In recent years, some newer metaheuristics have not yet been specifically categorized into the mentioned classifications. For example, Hayyolalam and Pourhaji Kazem (2020) proposed the Black Widow Optimization (BWO) algorithm, which mimics the unique mating behavior of black widow spiders in nature. Nematollahi et al. (2020) developed the Golden Ratio Optimization Method (GROM) as a novel metaheuristic algorithm inspired by the golden ratio of plant and animal growth in nature. Zhang and Jin (2020) presented the Group Teaching Optimization Algorithm (GTOA) that mimics the group teaching mechanism of humans. Li and Tam (2020) developed the Virus Spread Optimization (VSO) as a novel metaheuristic algorithm inspired by the spread of viruses among hosts. Alsattar et al. (2020) proposed the Bald Eagle Search (BES) algorithm for optimum design purposes in which the hunting intelligence and strategy of bald eagles in searching fishes is followed. Feng et al. (2021) presented the Cooperation Search Algorithm (CSA), which is motivated by the team cooperation behaviors in modern enterprises. Ghasemian et al. (2020) developed the Human Urbanization Algorithm (HUA) as a new metaheuristic algorithm that mimics the human behaviors and actions for improving life situations and urbanization. Kaveh et al. (2020) proposed the Black Hole Mechanics Optimization (BHMO) for optimization purposes, which is based on the mechanics of black holes in space. Braik et al. (2021) presented Capuchin Search (CSA) as a novel metaheuristic algorithm for optimum design purposes based on the dynamic behavior of capuchin monkeys. Ahmia and Aider (2019) developed Monarchy Metaheuristic (MN) for optimization purposes that is inspired by the monarchy government system. Brammya et al. (2019) proposed the Deer Hunting Optimization Algorithm (DHOA) as an optimization algorithm, which considers the behavior humans exhibit when hunting deer. Besides, the most important application of these algorithms can be in dealing with engineering design problems including the stress-based topology optimization by Xia et al. (2018), material and shape optimization of structures by Wang et al. (2020), structural engineering design by Zhao et al. (2018), optimization of phase change material and insulation layer thickness (Daqiqnia et al. 2021), performance-based structural design optimization by Gholizadeh et al. (2020), and Optimal design of structures by Gholizadeh and Salajegheh (2009).
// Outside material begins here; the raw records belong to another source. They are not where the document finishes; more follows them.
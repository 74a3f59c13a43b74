//! Duplicate finder: walk, fingerprint, aggregate.
//!
//! # Overview
//!
//! [`DuplicateFinder`] runs the scan pipeline over one or more roots:
//! 1. **Walk** - collect every directory and regular file (see [`crate::scanner::walker`])
//! 2. **Hash** - compute a BLAKE3 digest per file on a rayon pool of `jobs`
//!    threads, consulting the [`HashCache`] first when one is configured
//! 3. **Index** - aggregate with [`build_index`]
//!
//! Files or directories that vanish or cannot be read are skipped and
//! counted in the [`ScanSummary`]. The scan fails only when roots were given
//! and none of them is an accessible directory, or when it is interrupted.
//!
//! # Example
//!
//! ```no_run
//! use dirdupe::duplicates::{DuplicateFinder, FinderConfig};
//! use std::path::PathBuf;
//!
//! let finder = DuplicateFinder::new(FinderConfig::default().with_jobs(4));
//! let index = finder.find_duplicates(&[PathBuf::from(".")]).unwrap();
//!
//! println!("{} of {} files are duplicated", index.total_duplicates, index.total_files);
//! ```

use std::collections::HashSet;
use std::path::{Path, PathBuf};
use std::sync::atomic::{AtomicBool, AtomicUsize, Ordering};
use std::sync::Arc;
use std::time::{Duration, Instant};

use rayon::prelude::*;

use super::index::{build_index, DuplicateIndex};
use crate::actions::HOLDING_AREA_NAME;
use crate::cache::{CacheEntry, HashCache};
use crate::progress::{Progress, ProgressCallback, PHASE_HASHING, PHASE_WALKING};
use crate::scanner::{FileEntry, Hash, HashError, Hasher, ScanError, WalkEntry, Walker, WalkerConfig};

/// Files above this size get a debug line when hashing starts.
const LARGE_FILE_THRESHOLD: u64 = 100 * 1024 * 1024;

/// Default number of hashing threads.
pub const DEFAULT_JOBS: usize = 4;

/// Configuration for the duplicate finder.
#[derive(Clone)]
pub struct FinderConfig {
    /// Number of hashing threads. `1` hashes strictly sequentially.
    pub jobs: usize,
    /// Optional hash cache for faster rescans.
    pub cache: Option<Arc<HashCache>>,
    /// Walker configuration for directory traversal.
    pub walker_config: WalkerConfig,
    /// Optional shutdown flag for graceful termination.
    pub shutdown_flag: Option<Arc<AtomicBool>>,
    /// Optional progress callback for reporting.
    pub progress_callback: Option<Arc<dyn ProgressCallback>>,
}

impl std::fmt::Debug for FinderConfig {
    fn fmt(&self, f: &mut std::fmt::Formatter<'_>) -> std::fmt::Result {
        f.debug_struct("FinderConfig")
            .field("jobs", &self.jobs)
            .field("cache", &self.cache.as_ref().map(|_| "<cache>"))
            .field("walker_config", &self.walker_config)
            .field("shutdown_flag", &self.shutdown_flag)
            .field(
                "progress_callback",
                &self.progress_callback.as_ref().map(|_| "<callback>"),
            )
            .finish()
    }
}

impl Default for FinderConfig {
    fn default() -> Self {
        Self {
            jobs: DEFAULT_JOBS,
            cache: None,
            walker_config: WalkerConfig::default(),
            shutdown_flag: None,
            progress_callback: None,
        }
    }
}

impl FinderConfig {
    /// Set the number of hashing threads (at least 1).
    #[must_use]
    pub fn with_jobs(mut self, jobs: usize) -> Self {
        self.jobs = jobs.max(1);
        self
    }

    /// Set the hash cache.
    #[must_use]
    pub fn with_cache(mut self, cache: Arc<HashCache>) -> Self {
        self.cache = Some(cache);
        self
    }

    /// Set the walker configuration.
    #[must_use]
    pub fn with_walker_config(mut self, config: WalkerConfig) -> Self {
        self.walker_config = config;
        self
    }

    /// Set the shutdown flag for graceful termination.
    #[must_use]
    pub fn with_shutdown_flag(mut self, flag: Arc<AtomicBool>) -> Self {
        self.shutdown_flag = Some(flag);
        self
    }

    /// Set the progress callback.
    #[must_use]
    pub fn with_progress_callback(mut self, callback: Arc<dyn ProgressCallback>) -> Self {
        self.progress_callback = Some(callback);
        self
    }

    fn is_shutdown_requested(&self) -> bool {
        self.shutdown_flag
            .as_ref()
            .is_some_and(|f| f.load(Ordering::SeqCst))
    }
}

/// Diagnostics from one scan.
#[derive(Debug, Default)]
pub struct ScanSummary {
    /// Files fingerprinted
    pub total_files: usize,
    /// Combined size of fingerprinted files in bytes
    pub total_size: u64,
    /// Directories indexed
    pub directories: usize,
    /// Files skipped because they vanished or could not be read
    pub skipped_files: usize,
    /// Directories skipped because they could not be read
    pub skipped_dirs: usize,
    /// Hashes served from the cache
    pub cache_hits: usize,
    /// Hashes computed despite a configured cache
    pub cache_misses: usize,
    /// Files whose content exists at least twice
    pub duplicate_files: usize,
    /// Distinct duplicated contents
    pub duplicate_sets: usize,
    /// Wall time of the whole scan
    pub scan_duration: Duration,
    /// Every recoverable error encountered
    pub errors: Vec<ScanError>,
}

impl ScanSummary {
    /// Whether anything was skipped.
    #[must_use]
    pub fn has_skipped(&self) -> bool {
        self.skipped_files > 0 || self.skipped_dirs > 0
    }

    /// Human-readable total size.
    #[must_use]
    pub fn total_size_display(&self) -> String {
        bytesize::ByteSize::b(self.total_size).to_string()
    }
}

/// Errors that end a scan without a result.
#[derive(thiserror::Error, Debug)]
pub enum FinderError {
    /// The scan was interrupted by user (Ctrl+C or shutdown signal).
    #[error("Scan interrupted by user")]
    Interrupted,

    /// Roots were given but none could be walked.
    #[error("No accessible root directory among: {}", display_paths(.0))]
    NoAccessibleRoots(Vec<PathBuf>),

    /// The hashing thread pool could not be created.
    #[error("Failed to create hashing thread pool: {0}")]
    ThreadPool(#[from] rayon::ThreadPoolBuildError),
}

fn display_paths(paths: &[PathBuf]) -> String {
    paths
        .iter()
        .map(|p| p.display().to_string())
        .collect::<Vec<_>>()
        .join(", ")
}

/// Outcome of fingerprinting one file.
struct Fingerprinted {
    file: FileEntry,
    result: Result<Hash, HashError>,
    cache_hit: bool,
}

/// Orchestrates walking, hashing and indexing.
pub struct DuplicateFinder {
    config: FinderConfig,
    hasher: Arc<Hasher>,
}
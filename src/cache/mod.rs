//! Fingerprint cache.
//!
//! Persists content hashes between runs so unchanged files are not
//! re-read on every scan.
//!
//! * [`database`]: SQLite persistence and lookups.
//! * [`entry`]: the identity key stored alongside each hash.
//!
//! # Cache Invalidation
//!
//! An entry is only returned when path, size and modification time all
//! match the file on disk. Anything else is a miss and the file is
//! re-hashed. A cache that cannot be opened is treated as permanently
//! empty by the finder.

pub mod database;
pub mod entry;

use std::path::PathBuf;

pub use database::{CacheError, CacheResult, HashCache};
pub use entry::CacheEntry;

/// Default location of the cache database in the platform cache directory.
#[must_use]
pub fn default_cache_path() -> Option<PathBuf> {
    directories::ProjectDirs::from("", "", "dirdupe")
        .map(|dirs| dirs.cache_dir().join("hashes.db"))
}
//! Report formatters for the `scan` subcommand.
//!
//! - [`text`]: coloured table of the most redundant directories
//! - [`json`]: machine-readable report for scripting
//!
//! ```no_run
//! use dirdupe::duplicates::find_duplicates;
//! use dirdupe::output::TextOutput;
//! use std::path::PathBuf;
//!
//! let index = find_duplicates(&[PathBuf::from(".")], true, false, 4).unwrap();
//! TextOutput::new(&index, 20).write_to(&mut std::io::stdout()).unwrap();
//! ```

pub mod json;
pub mod text;

pub use json::JsonOutput;
pub use text::TextOutput;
In this paper, the Fire Hawk Optimizer (FHO) is proposed as a novel metaheuristic algorithm inspired by the foraging behavior of whistling kites, black kites, and brown falcons. These birds catch prey in nature by means of setting fire and, thus, are aptly called Fire Hawks. A numerical investigation was conducted to evaluate the performance of the FHO algorithm by considering 233 mathematical test functions with dimensions of 2–100 and completing 150,000 function evaluations for optimization purposes. For comparative purposes, a total number of 10 different classical and new metaheuristic algorithms were analyzed as alternative approaches. The best, mean, median and standard deviation results of 100 independent optimization runs were obtained for comparison, and Kolmogorov–Smirnov (KS) test, Wilcoxon (W) sign rank test, Mann Whitney (MW) test, Kruskal Wallis (KW) test, and Post Hoc (PH) analyses were conducted accordingly. Moreover, two of the latest Competitions on Evolutionary Computation (CEC), including CEC 2020 on bound constraint problems and CEC 2020 on real-world optimization problems, were utilized for further performance evaluation of the FHO algorithm and comparison to other metaheuristic algorithms in the literature. The capability of the FHO is also evaluated in dealing with two of the real-size structural frames with 15 and 24 stories in which the new method outperforms the previously developed metaheuristics.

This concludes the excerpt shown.